== TRY IT ==
Lines from the entries below that hold "EventLoop" form the answer; copy all of them.

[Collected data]
★ ★ ★ ★ ★

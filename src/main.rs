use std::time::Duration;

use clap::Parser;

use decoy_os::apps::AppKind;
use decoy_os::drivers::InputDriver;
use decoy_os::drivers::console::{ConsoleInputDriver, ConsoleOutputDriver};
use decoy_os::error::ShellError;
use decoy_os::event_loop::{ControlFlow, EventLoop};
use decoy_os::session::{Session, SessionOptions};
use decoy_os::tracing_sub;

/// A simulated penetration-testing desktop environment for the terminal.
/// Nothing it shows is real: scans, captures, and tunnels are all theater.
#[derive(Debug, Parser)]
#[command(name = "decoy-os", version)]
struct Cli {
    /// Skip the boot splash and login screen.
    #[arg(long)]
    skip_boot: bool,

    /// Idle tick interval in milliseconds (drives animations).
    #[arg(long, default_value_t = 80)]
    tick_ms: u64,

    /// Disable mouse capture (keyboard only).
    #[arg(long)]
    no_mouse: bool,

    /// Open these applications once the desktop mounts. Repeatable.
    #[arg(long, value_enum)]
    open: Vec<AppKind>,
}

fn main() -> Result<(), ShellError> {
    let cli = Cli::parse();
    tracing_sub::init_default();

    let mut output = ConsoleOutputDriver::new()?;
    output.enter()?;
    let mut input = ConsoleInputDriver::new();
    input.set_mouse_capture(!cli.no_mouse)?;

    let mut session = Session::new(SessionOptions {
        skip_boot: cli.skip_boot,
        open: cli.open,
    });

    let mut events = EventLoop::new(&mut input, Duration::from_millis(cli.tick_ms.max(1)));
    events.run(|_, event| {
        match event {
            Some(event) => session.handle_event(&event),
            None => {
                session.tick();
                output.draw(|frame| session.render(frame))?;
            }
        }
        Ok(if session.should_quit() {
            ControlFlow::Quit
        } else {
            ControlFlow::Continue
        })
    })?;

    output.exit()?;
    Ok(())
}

★ ★ ★ ★ ★

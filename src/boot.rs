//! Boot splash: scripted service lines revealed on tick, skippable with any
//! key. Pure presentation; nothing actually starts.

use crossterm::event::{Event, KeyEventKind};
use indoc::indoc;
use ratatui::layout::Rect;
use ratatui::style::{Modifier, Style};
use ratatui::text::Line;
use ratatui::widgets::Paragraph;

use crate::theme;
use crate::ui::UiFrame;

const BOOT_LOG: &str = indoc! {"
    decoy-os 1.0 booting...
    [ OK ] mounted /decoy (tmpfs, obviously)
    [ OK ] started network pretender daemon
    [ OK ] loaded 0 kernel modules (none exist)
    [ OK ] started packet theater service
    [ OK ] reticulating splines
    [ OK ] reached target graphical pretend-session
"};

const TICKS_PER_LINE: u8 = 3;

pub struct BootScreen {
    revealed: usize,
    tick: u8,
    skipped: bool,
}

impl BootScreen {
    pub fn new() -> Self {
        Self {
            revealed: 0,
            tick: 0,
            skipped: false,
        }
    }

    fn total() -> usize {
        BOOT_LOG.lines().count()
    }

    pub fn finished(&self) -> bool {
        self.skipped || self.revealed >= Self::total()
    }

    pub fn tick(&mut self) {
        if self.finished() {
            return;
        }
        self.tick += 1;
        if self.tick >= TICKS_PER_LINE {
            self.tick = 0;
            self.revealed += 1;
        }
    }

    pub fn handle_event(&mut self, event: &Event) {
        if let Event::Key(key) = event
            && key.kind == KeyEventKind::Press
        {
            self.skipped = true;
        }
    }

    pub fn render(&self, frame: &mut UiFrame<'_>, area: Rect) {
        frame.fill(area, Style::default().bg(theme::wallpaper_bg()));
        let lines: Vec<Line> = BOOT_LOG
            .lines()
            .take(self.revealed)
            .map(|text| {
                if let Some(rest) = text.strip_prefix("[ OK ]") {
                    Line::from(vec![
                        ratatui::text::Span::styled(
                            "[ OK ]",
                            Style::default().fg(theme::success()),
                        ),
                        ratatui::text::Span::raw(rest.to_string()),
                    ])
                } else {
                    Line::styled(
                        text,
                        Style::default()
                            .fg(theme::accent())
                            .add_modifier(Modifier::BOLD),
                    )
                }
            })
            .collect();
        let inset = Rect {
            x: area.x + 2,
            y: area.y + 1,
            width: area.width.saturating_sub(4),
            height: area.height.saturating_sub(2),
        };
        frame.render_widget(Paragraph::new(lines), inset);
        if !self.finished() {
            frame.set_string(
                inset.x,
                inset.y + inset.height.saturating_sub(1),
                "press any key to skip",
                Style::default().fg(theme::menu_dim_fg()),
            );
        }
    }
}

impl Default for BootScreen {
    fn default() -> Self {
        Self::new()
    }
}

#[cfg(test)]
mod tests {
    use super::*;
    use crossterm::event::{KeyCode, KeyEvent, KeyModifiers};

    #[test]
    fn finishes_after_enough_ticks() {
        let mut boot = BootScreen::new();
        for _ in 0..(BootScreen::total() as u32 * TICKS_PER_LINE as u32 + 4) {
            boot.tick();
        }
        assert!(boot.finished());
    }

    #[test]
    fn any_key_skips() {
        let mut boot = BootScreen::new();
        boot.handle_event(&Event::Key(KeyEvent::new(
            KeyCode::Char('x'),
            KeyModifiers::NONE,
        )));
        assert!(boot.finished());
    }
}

★ ★ ★ ★ ★

== ANSWER BOX ==
use decoy_os::event_loop::{ControlFlow, EventLoop};
    let mut events = EventLoop::new(&mut input, Duration::from_millis(cli.tick_ms.max(1)));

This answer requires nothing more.